When you make an Airbnb listing, all that information is “centralized” or owned by Airbnb and no other service can access it. By using an NFT to list your property, you make it public or “decentralized” on a blockchain that can be seen by anyone in the world, massively broadening your market.
Platforms and marketplaces for property like Airbnb are also single-purpose, i.e. only for short term vacation rentals. Because the NFT can be changed by the owner, it could represent the deed when bought, and resold as representing a lease, or both.
The decentralized and changeable nature of NFTs means your property could automatically go into MLS, Zillow, Craigslist, Airbnb, VRBO and every possible real estate marketplace in the world that choses to integrate NFT listings. As new marketplaces emerge, your listing could be automatically included. As is, if you have an NFT for your property, it could be discovered on most major NFT sites like OpenSea, Rarible, Mintable, etc.

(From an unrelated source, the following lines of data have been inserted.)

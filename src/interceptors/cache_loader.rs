use std::sync::Arc;

use async_trait::async_trait;
use tracing::{debug, trace};

use super::{Interceptor, Next};
use crate::commands::{Command, Reply};
use crate::container::DataContainer;
use crate::context::{Flag, InvocationContext};
use crate::error::Result;
use crate::loaders::CacheLoader;
use crate::marshall::Object;
use crate::stats::CacheStats;

/// Fills local misses from a [`CacheLoader`] before the command reaches the
/// data container
///
/// Reads always consult the loader. Writes only do when the cache must
/// return previous values, and only for local callers.
pub struct CacheLoaderInterceptor {
    loader: Arc<dyn CacheLoader>,
    container: Arc<DataContainer>,
    stats: Arc<CacheStats>,
    force_return_values: bool,
}

impl CacheLoaderInterceptor {
    pub const NAME: &'static str = "cache-loader";

    pub fn new(
        loader: Arc<dyn CacheLoader>,
        container: Arc<DataContainer>,
        stats: Arc<CacheStats>,
        force_return_values: bool,
    ) -> Self {
        Self {
            loader,
            container,
            stats,
            force_return_values,
        }
    }

    fn key_to_load<'c>(&self, ctx: &InvocationContext, command: &'c Command) -> Option<&'c Object> {
        if ctx.has_flag(Flag::SkipCacheLoad) {
            return None;
        }
        match command {
            Command::Get(c) => Some(&c.key),
            Command::ContainsKey(c) => Some(&c.key),
            Command::Put(c) if self.force_return_values && ctx.is_origin_local() => Some(&c.key),
            Command::Remove(c) if self.force_return_values && ctx.is_origin_local() => Some(&c.key),
            _ => None,
        }
    }

    async fn load_if_missing(&self, ctx: &InvocationContext, key: &Object) -> Result<()> {
        if self.container.contains_key(key) {
            return Ok(());
        }
        match self.loader.load(key, ctx).await? {
            Some(entry) => {
                debug!("loaded missing key");
                self.container.put_entry(entry);
                self.stats.record_cluster_load();
            }
            None => {
                trace!("loader had nothing for key");
                self.stats.record_cluster_load_miss();
            }
        }
        Ok(())
    }
}

#[async_trait]
impl Interceptor for CacheLoaderInterceptor {
    fn name(&self) -> &'static str {
        Self::NAME
    }

    async fn handle(&self, ctx: &mut InvocationContext, command: Command, next: Next<'_>) -> Result<Reply> {
        if let Some(key) = self.key_to_load(ctx, &command) {
            self.load_if_missing(ctx, key).await?;
        }
        next.run(ctx, command).await
    }
}
// =============================================================================
// Lazy Deserialization
// =============================================================================

mod lazy_tests {
    use super::*;
    use async_trait::async_trait;
    use gridcache::commands::{Command, Reply};
    use gridcache::context::InvocationContext;
    use gridcache::interceptors::{Interceptor, MarshalledValueInterceptor, Next};

    #[tokio::test]
    async fn test_local_put_serializes_once() {
        let (_cluster, nodes) = cluster_of(2, lazy_sync()).await;
        let a = &nodes[0];

        assert_eq!(a.cache.put("k", pojo()).await.unwrap(), None);
        assert_eq!(a.counters.serializations(), 1);
        assert_eq!(a.counters.deserializations(), 0);
        assert_eq!(only_value_state(&a.cache), RepresentationState::InstanceOnly);

        let value = a.cache.get("k").await.unwrap().unwrap();
        assert_eq!(value, pojo());
        assert!(!value.is_marshalled());
        assert_eq!(a.counters.serializations(), 1);
        assert_eq!(a.counters.deserializations(), 0);
    }

    #[tokio::test]
    async fn test_replicated_value_deserialized_on_first_read() {
        let (_cluster, nodes) = cluster_of(2, lazy_sync()).await;
        let (a, b) = (&nodes[0], &nodes[1]);

        a.cache.put("k", pojo()).await.unwrap();
        assert_eq!(only_value_state(&b.cache), RepresentationState::RawOnly);
        assert_eq!(b.counters.deserializations(), 0);

        assert_eq!(b.cache.get("k").await.unwrap(), Some(pojo()));
        assert_eq!(b.counters.deserializations(), 1);
        assert_eq!(b.counters.serializations(), 0);

        // Second read reuses the instance
        assert_eq!(b.cache.get("k").await.unwrap(), Some(pojo()));
        assert_eq!(b.counters.deserializations(), 1);
    }

    #[tokio::test]
    async fn test_compact_keeps_only_bytes() {
        let (_cluster, nodes) = cluster_of(2, lazy_sync()).await;
        let a = &nodes[0];

        a.cache.put("k", pojo()).await.unwrap();
        a.cache.compact().unwrap();

        assert_eq!(only_value_state(&a.cache), RepresentationState::RawOnly);
        assert_eq!(a.counters.serializations(), 2);
        assert_eq!(a.cache.get("k").await.unwrap(), Some(pojo()));
        assert_eq!(a.counters.deserializations(), 1);
    }

    /// Counts commands reaching the stage after marshalling
    struct Tripwire(Arc<AtomicUsize>);

    #[async_trait]
    impl Interceptor for Tripwire {
        fn name(&self) -> &'static str {
            "tripwire"
        }

        async fn handle(
            &self,
            ctx: &mut InvocationContext,
            command: Command,
            next: Next<'_>,
        ) -> gridcache::Result<Reply> {
            self.0.fetch_add(1, Ordering::SeqCst);
            next.run(ctx, command).await
        }
    }

    #[tokio::test]
    async fn test_non_serializable_write_stops_at_marshalling() {
        let (_cluster, nodes) = cluster_of(2, lazy_sync()).await;
        let (a, b) = (&nodes[0], &nodes[1]);
        let seen = Arc::new(AtomicUsize::new(0));
        assert!(a
            .cache
            .chain()
            .add_interceptor_after(Arc::new(Tripwire(Arc::clone(&seen))), MarshalledValueInterceptor::NAME));

        let err = a.cache.put("k", Object::new(Opaque(7))).await.unwrap_err();
        assert_matches!(err, Error::NonSerializable { .. });
        assert_eq!(seen.load(Ordering::SeqCst), 0);

        assert!(!a.cache.contains_key("k").await.unwrap());
        assert!(!b.cache.contains_key("k").await.unwrap());
    }

    #[tokio::test]
    async fn test_non_serializable_write_without_lazy_leaves_no_trace() {
        let (_cluster, nodes) = cluster_of(2, CacheConfig::replicated(CacheMode::ReplSync)).await;
        let a = &nodes[0];

        let err = a.cache.put("k", Object::new(Opaque(7))).await.unwrap_err();
        assert_matches!(err, Error::NonSerializable { .. });
        assert!(!a.cache.contains_key("k").await.unwrap());
        assert_eq!(a.cache.stats().snapshot().stores, 0);
    }

    #[tokio::test]
    async fn test_remove_replicates() {
        let (_cluster, nodes) = cluster_of(3, lazy_sync()).await;
        nodes[0].cache.put("k", pojo()).await.unwrap();
        assert_eq!(nodes[1].cache.remove("k").await.unwrap(), Some(pojo()));

        for node in &nodes {
            assert!(!node.cache.contains_key("k").await.unwrap());
        }
        assert_eq!(nodes[1].cache.stats().snapshot().replications, 1);
    }

    #[tokio::test]
    async fn test_clear_replicates() {
        let (_cluster, nodes) = cluster_of(2, lazy_sync()).await;
        nodes[0].cache.put("a", 1).await.unwrap();
        nodes[0].cache.put("b", 2).await.unwrap();
        assert_eq!(nodes[1].cache.size().await.unwrap(), 2);

        nodes[1].cache.clear().await.unwrap();
        assert_eq!(nodes[0].cache.size().await.unwrap(), 0);
    }

    #[tokio::test]
    async fn test_async_replication_arrives() {
        let config = CacheConfig::replicated(CacheMode::ReplAsync).with_lazy_deserialization(true);
        let (_cluster, nodes) = cluster_of(2, config).await;
        nodes[0].cache.put("k", pojo()).await.unwrap();

        let mut arrived = false;
        for _ in 0..100 {
            if nodes[1].cache.contains_key("k").await.unwrap() {
                arrived = true;
                break;
            }
            tokio::time::sleep(Duration::from_millis(10)).await;
        }
        assert!(arrived, "asynchronous write never reached the peer");
    }

    #[tokio::test]
    async fn test_departed_member_fails_synchronous_write() {
        let (_cluster, mut nodes) = cluster_of(2, lazy_sync()).await;
        // Dropping the manager without leaving makes the member unreachable
        let gone = nodes.pop().unwrap();
        drop(gone);

        let err = nodes[0].cache.put("k", pojo()).await.unwrap_err();
        assert_matches!(err, Error::MemberUnreachable(ref who) if who == "node-1");
    }

    #[tokio::test]
    async fn test_member_that_left_is_not_targeted() {
        let (cluster, nodes) = cluster_of(2, lazy_sync()).await;
        nodes[1].manager.stop().await.unwrap();
        assert_eq!(cluster.members(), vec![Address::from("node-0")]);

        nodes[0].cache.put("k", pojo()).await.unwrap();
        assert_eq!(nodes[0].cache.stats().snapshot().replications, 1);
    }
}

The listing/NFT just needs to be created once (most property details don’t change) and can be relisted right away. Say you’re looking at buying a property. You can create the NFT from that existing listing. And as soon as you end up buying it, you can immediately sell the NFT for a higher value. The NFT can be resold again and again, potentially generating a royalty to you, the original NFT creator, on every resale. Say you currently lease out your property to a renter. An NFT allows that renter to sublease it (effectively what Airbnb does), where you can earn on that sublease.

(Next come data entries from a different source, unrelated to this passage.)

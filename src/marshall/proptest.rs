//! Property-Based Tests for the Marshalling Layer
//!
//! # Test Properties
//!
//! 1. **Varint Encoding**: decode(encode(n)) = n and the length matches `encoded_len`
//! 2. **Object Streams**: decoding an encoded object graph yields an equal graph
//! 3. **Hash Stability**: a marshalled value keeps its hash through every transition
//! 4. **Representation-Blind Equality**: wrappers compare equal exactly when their values do,
//!    whatever form each side is held in
//! 5. **Robustness**: truncated streams fail with a decode error, never a panic
//! 6. **Compaction**: exactly one form remains after compacting

#![cfg(test)]

use bytes::{Bytes, BytesMut};
use proptest::prelude::*;

use super::varint;
use super::{MarshalledValue, Object, VersionAwareMarshaller};
use crate::error::Result;

// =============================================================================
// Property Strategies
// =============================================================================

/// Scalars covered by the built-in codecs
fn scalar_strategy() -> impl Strategy<Value = Object> {
    prop_oneof![
        any::<i32>().prop_map(Object::from),
        any::<i64>().prop_map(Object::from),
        any::<bool>().prop_map(Object::from),
        ".{0,32}".prop_map(Object::from),
        prop::collection::vec(any::<u8>(), 0..64).prop_map(|b| Object::from(Bytes::from(b))),
    ]
}

/// Scalars and sequences nested up to three levels deep
fn object_strategy() -> impl Strategy<Value = Object> {
    scalar_strategy().prop_recursive(3, 32, 8, |inner| {
        prop::collection::vec(inner, 0..8).prop_map(Object::from)
    })
}

/// Pairs that are equal about half the time
fn pair_strategy() -> impl Strategy<Value = (Object, Object)> {
    object_strategy().prop_flat_map(|x| (Just(x.clone()), prop_oneof![Just(x), object_strategy()]))
}

/// How a wrapper is held before it is compared
#[derive(Debug, Clone, Copy)]
enum Form {
    Instance,
    Both,
    Raw,
}

fn form_strategy() -> impl Strategy<Value = Form> {
    prop_oneof![Just(Form::Instance), Just(Form::Both), Just(Form::Raw)]
}

fn wrap_in(object: Object, form: Form, marshaller: &VersionAwareMarshaller) -> Result<MarshalledValue> {
    let mv = MarshalledValue::new(object, true, marshaller.clone());
    match form {
        Form::Instance => {}
        Form::Both => mv.serialize()?,
        Form::Raw => mv.compact()?,
    }
    Ok(mv)
}

// =============================================================================
// Varint Properties
// =============================================================================

proptest! {
    #![proptest_config(ProptestConfig::with_cases(256))]

    /// Property: every u64 survives a varint round trip.
    #[test]
    fn prop_varint_roundtrip(value in any::<u64>()) {
        let mut buf = BytesMut::new();
        varint::write_unsigned_long(&mut buf, value);
        prop_assert_eq!(buf.len(), varint::encoded_len(value));

        let mut bytes = buf.freeze();
        prop_assert_eq!(varint::read_unsigned_long(&mut bytes)?, value);
        prop_assert!(bytes.is_empty());
    }
}

// =============================================================================
// Object Stream Properties
// =============================================================================

proptest! {
    #![proptest_config(ProptestConfig::with_cases(100))]

    /// Property: encoded object graphs decode to equal graphs.
    #[test]
    fn prop_object_roundtrip(object in object_strategy()) {
        let marshaller = VersionAwareMarshaller::with_builtins();
        let bytes = marshaller.object_to_bytes(&object)?;
        let back = marshaller.object_from_bytes(bytes)?;
        prop_assert_eq!(back, object);
        prop_assert_eq!(marshaller.active_sessions(), 0);
    }

    /// Property: any strict prefix of a stream is rejected as a decode error.
    #[test]
    fn prop_truncated_stream_is_rejected(object in object_strategy(), cut in any::<prop::sample::Index>()) {
        let marshaller = VersionAwareMarshaller::with_builtins();
        let bytes = marshaller.object_to_bytes(&object)?;
        let cut = cut.index(bytes.len());
        let err = marshaller.object_from_bytes(bytes.slice(..cut)).unwrap_err();
        prop_assert!(err.is_decode_error(), "unexpected error: {}", err);
    }
}

// =============================================================================
// Marshalled Value Properties
// =============================================================================

proptest! {
    #![proptest_config(ProptestConfig::with_cases(100))]

    /// Property: the hash never changes across serialize, compact and deserialize.
    #[test]
    fn prop_hash_stable_across_transitions(object in object_strategy()) {
        let marshaller = VersionAwareMarshaller::with_builtins();
        let mv = MarshalledValue::new(object.clone(), true, marshaller.clone());
        let hash = mv.hash_code();
        prop_assert_eq!(hash, object.stable_hash());

        mv.serialize()?;
        prop_assert_eq!(mv.hash_code(), hash);
        mv.compact()?;
        prop_assert_eq!(mv.hash_code(), hash);
        mv.deserialize()?;
        prop_assert_eq!(mv.hash_code(), hash);
        prop_assert_eq!(mv.get()?, object);
    }

    /// Property: a wrapper received off the wire equals a fresh local wrapper.
    #[test]
    fn prop_raw_equals_instance(object in object_strategy()) {
        let marshaller = VersionAwareMarshaller::with_builtins();
        let local = MarshalledValue::new(object.clone(), true, marshaller.clone());
        let wire = marshaller.object_to_bytes(&Object::from(MarshalledValue::new(
            object,
            true,
            marshaller.clone(),
        )))?;
        let received = marshaller.object_from_bytes(wire)?;
        let received = received.as_marshalled().expect("decoded a marshalled value");

        prop_assert_eq!(received.hash_code(), local.hash_code());
        prop_assert!(received == &local);
        prop_assert!(&local == received);
    }

    /// Property: wrappers are equal exactly when the wrapped values are.
    #[test]
    fn prop_equality_is_representation_blind(
        (x, y) in pair_strategy(),
        left in form_strategy(),
        right in form_strategy(),
    ) {
        let marshaller = VersionAwareMarshaller::with_builtins();
        let expected = x == y;
        let a = wrap_in(x, left, &marshaller)?;
        let b = wrap_in(y, right, &marshaller)?;

        prop_assert_eq!(a == b, expected);
        prop_assert_eq!(b == a, expected);
        if expected {
            prop_assert_eq!(a.hash_code(), b.hash_code());
        }
    }

    /// Property: compaction leaves exactly one form behind.
    #[test]
    fn prop_compact_keeps_one_form(
        object in object_strategy(),
        form in form_strategy(),
        prefer_serialized in any::<bool>(),
    ) {
        let marshaller = VersionAwareMarshaller::with_builtins();
        let mv = wrap_in(object.clone(), form, &marshaller)?;
        mv.compact()?;
        prop_assert!(mv.has_raw() ^ mv.has_instance());
        prop_assert!(mv.has_raw());

        mv.deserialize()?;
        mv.compact_with(prefer_serialized, true)?;
        prop_assert!(mv.has_raw() ^ mv.has_instance());
        prop_assert_eq!(mv.has_raw(), prefer_serialized);
        prop_assert_eq!(mv.get()?, object);
    }
}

There’s a chance if you don’t create an NFT for your property, the person after you will.
Legal & Regulatory Considerations
Anyone can mint an NFT for anything, just like how you can write a contract for anything. You can mint an NFT or write a contract to rent out the Eiffel Tower but if you don’t have rights to do that, neither have any force or effect, and are equally worthless. The legal process for a dispute is therefore no different with NFT than it is for any other contract.

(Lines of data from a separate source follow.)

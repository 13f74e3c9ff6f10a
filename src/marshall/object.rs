//! Type-Erased Cache Objects
//!
//! Keys and values travel through the cache as [`Object`]s: shared,
//! type-erased handles that still compare structurally and hash with a
//! stable, process-independent hash.
//!
//! The hash must agree between nodes: a key wrapped on one member carries its
//! hash on the wire, and a lookup on another member recomputes it locally.
//! `std`'s `RandomState` is seeded per process, so objects hash through
//! [`StableHasher`] instead.

use std::any::{Any, TypeId};
use std::fmt;
use std::hash::{Hash, Hasher};
use std::sync::Arc;

use bytes::Bytes;

use super::marshalled_value::MarshalledValue;

// =============================================================================
// Stable Hasher
// =============================================================================

/// Deterministic FxHash-style hasher
///
/// Not cryptographic. Output depends only on the bytes fed in, never on
/// process state.
#[derive(Debug, Clone)]
pub struct StableHasher {
    hash: u64,
}

impl StableHasher {
    const SEED: u64 = 0x517c_c1b7_2722_0a95;

    pub fn new() -> Self {
        Self { hash: Self::SEED }
    }

    #[inline]
    fn mix(&mut self, word: u64) {
        self.hash = (self.hash.rotate_left(5) ^ word).wrapping_mul(Self::SEED);
    }

    /// Fold the 64-bit state into the 32-bit hash carried by wrappers
    pub fn finish_i32(&self) -> i32 {
        let h = self.finish();
        ((h >> 32) ^ h) as u32 as i32
    }
}

impl Default for StableHasher {
    fn default() -> Self {
        Self::new()
    }
}

impl Hasher for StableHasher {
    fn finish(&self) -> u64 {
        self.hash
    }

    fn write(&mut self, bytes: &[u8]) {
        for &byte in bytes {
            self.mix(byte as u64);
        }
    }

    fn write_u32(&mut self, n: u32) {
        self.mix(n as u64);
    }

    fn write_u64(&mut self, n: u64) {
        self.mix(n);
    }

    fn write_usize(&mut self, n: usize) {
        // Fixed width so 32- and 64-bit builds agree
        self.mix(n as u64);
    }
}

/// Stable 32-bit hash of any hashable value
pub fn stable_hash<T: Hash + ?Sized>(value: &T) -> i32 {
    let mut hasher = StableHasher::new();
    value.hash(&mut hasher);
    hasher.finish_i32()
}

// =============================================================================
// CacheObject
// =============================================================================

/// Behaviour every value stored in the cache must provide
///
/// Implemented automatically for any `'static` type that is `Eq + Hash +
/// Debug + Send + Sync`.
pub trait CacheObject: Any + Send + Sync + fmt::Debug {
    /// Upcast for downcasting
    fn as_any(&self) -> &dyn Any;

    /// Name of the concrete type (diagnostics only)
    fn type_name(&self) -> &'static str;

    /// Structural equality against another erased object
    fn object_eq(&self, other: &dyn CacheObject) -> bool;

    /// Stable 32-bit hash
    fn object_hash(&self) -> i32;
}

impl<T> CacheObject for T
where
    T: Any + Send + Sync + fmt::Debug + Eq + Hash,
{
    fn as_any(&self) -> &dyn Any {
        self
    }

    fn type_name(&self) -> &'static str {
        std::any::type_name::<T>()
    }

    fn object_eq(&self, other: &dyn CacheObject) -> bool {
        other
            .as_any()
            .downcast_ref::<T>()
            .is_some_and(|other| self == other)
    }

    fn object_hash(&self) -> i32 {
        stable_hash(self)
    }
}

// =============================================================================
// Object
// =============================================================================

/// Shared handle to a type-erased cache object
#[derive(Clone)]
pub struct Object(Arc<dyn CacheObject>);

impl Object {
    /// Wrap a value
    ///
    /// Wrapping an `Object` returns it unchanged rather than nesting it.
    pub fn new<T: CacheObject>(value: T) -> Self {
        if let Some(object) = (&value as &dyn Any).downcast_ref::<Object>() {
            return object.clone();
        }
        Self(Arc::new(value))
    }

    /// Runtime type of the wrapped value
    pub fn type_id(&self) -> TypeId {
        Any::type_id(self.0.as_any())
    }

    /// Name of the wrapped type
    pub fn type_name(&self) -> &'static str {
        self.0.type_name()
    }

    /// Whether the wrapped value is a `T`
    pub fn is<T: Any>(&self) -> bool {
        self.0.as_any().is::<T>()
    }

    /// Borrow the wrapped value as a `T`
    pub fn downcast_ref<T: Any>(&self) -> Option<&T> {
        self.0.as_any().downcast_ref::<T>()
    }

    /// Stable 32-bit hash of the wrapped value
    pub fn stable_hash(&self) -> i32 {
        self.0.object_hash()
    }

    /// The wrapper, if this object is a marshalled value
    pub fn as_marshalled(&self) -> Option<&MarshalledValue> {
        self.downcast_ref::<MarshalledValue>()
    }

    /// Whether this object is a marshalled value
    pub fn is_marshalled(&self) -> bool {
        self.is::<MarshalledValue>()
    }

    /// Whether two handles point at the same allocation
    pub fn ptr_eq(&self, other: &Object) -> bool {
        Arc::ptr_eq(&self.0, &other.0)
    }

    /// Convenience accessor for string values
    pub fn as_str(&self) -> Option<&str> {
        self.downcast_ref::<String>().map(String::as_str)
    }
}

impl PartialEq for Object {
    fn eq(&self, other: &Self) -> bool {
        self.ptr_eq(other) || self.0.object_eq(other.0.as_ref())
    }
}

impl Eq for Object {}

impl Hash for Object {
    fn hash<H: Hasher>(&self, state: &mut H) {
        state.write_i32(self.stable_hash());
    }
}

impl fmt::Debug for Object {
    fn fmt(&self, f: &mut fmt::Formatter<'_>) -> fmt::Result {
        fmt::Debug::fmt(&*self.0, f)
    }
}

impl From<&str> for Object {
    fn from(value: &str) -> Self {
        Object::new(value.to_string())
    }
}

impl From<String> for Object {
    fn from(value: String) -> Self {
        Object::new(value)
    }
}

impl From<i32> for Object {
    fn from(value: i32) -> Self {
        Object::new(value)
    }
}

impl From<i64> for Object {
    fn from(value: i64) -> Self {
        Object::new(value)
    }
}

impl From<bool> for Object {
    fn from(value: bool) -> Self {
        Object::new(value)
    }
}

impl From<Bytes> for Object {
    fn from(value: Bytes) -> Self {
        Object::new(value)
    }
}

impl From<Vec<Object>> for Object {
    fn from(value: Vec<Object>) -> Self {
        Object::new(value)
    }
}

impl From<MarshalledValue> for Object {
    fn from(value: MarshalledValue) -> Self {
        Object::new(value)
    }
}

// =============================================================================
// Tests
// =============================================================================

In this regard, the NFT acts not as some protection against fraudulent use, but as a tool for marketing or transacting the property by those people who actually have legitimate use. The regulatory considerations are also the same as if you were to write out a custom contract, or use use Craigslist or Airbnb to sell or rent out your property. You’d want to make sure you can do it in the first place and follow applicable regulations.Sample Types of Real Estate NFTs
Income
Buyers of these NFTs are granted rights to income of properties that occupied/rented. The benefit of buying these NFTs are the potential for profits to be sent directly to the NFT holder’s wallet address by the project owner.
For an example of an income NFT, click HERE.


Usage
Buyers of these NFTs are granted rights to usage. These properties are not generating income, but come with usage rights. If the project owner chooses, they can grant rights to income if they property gets rented or leased.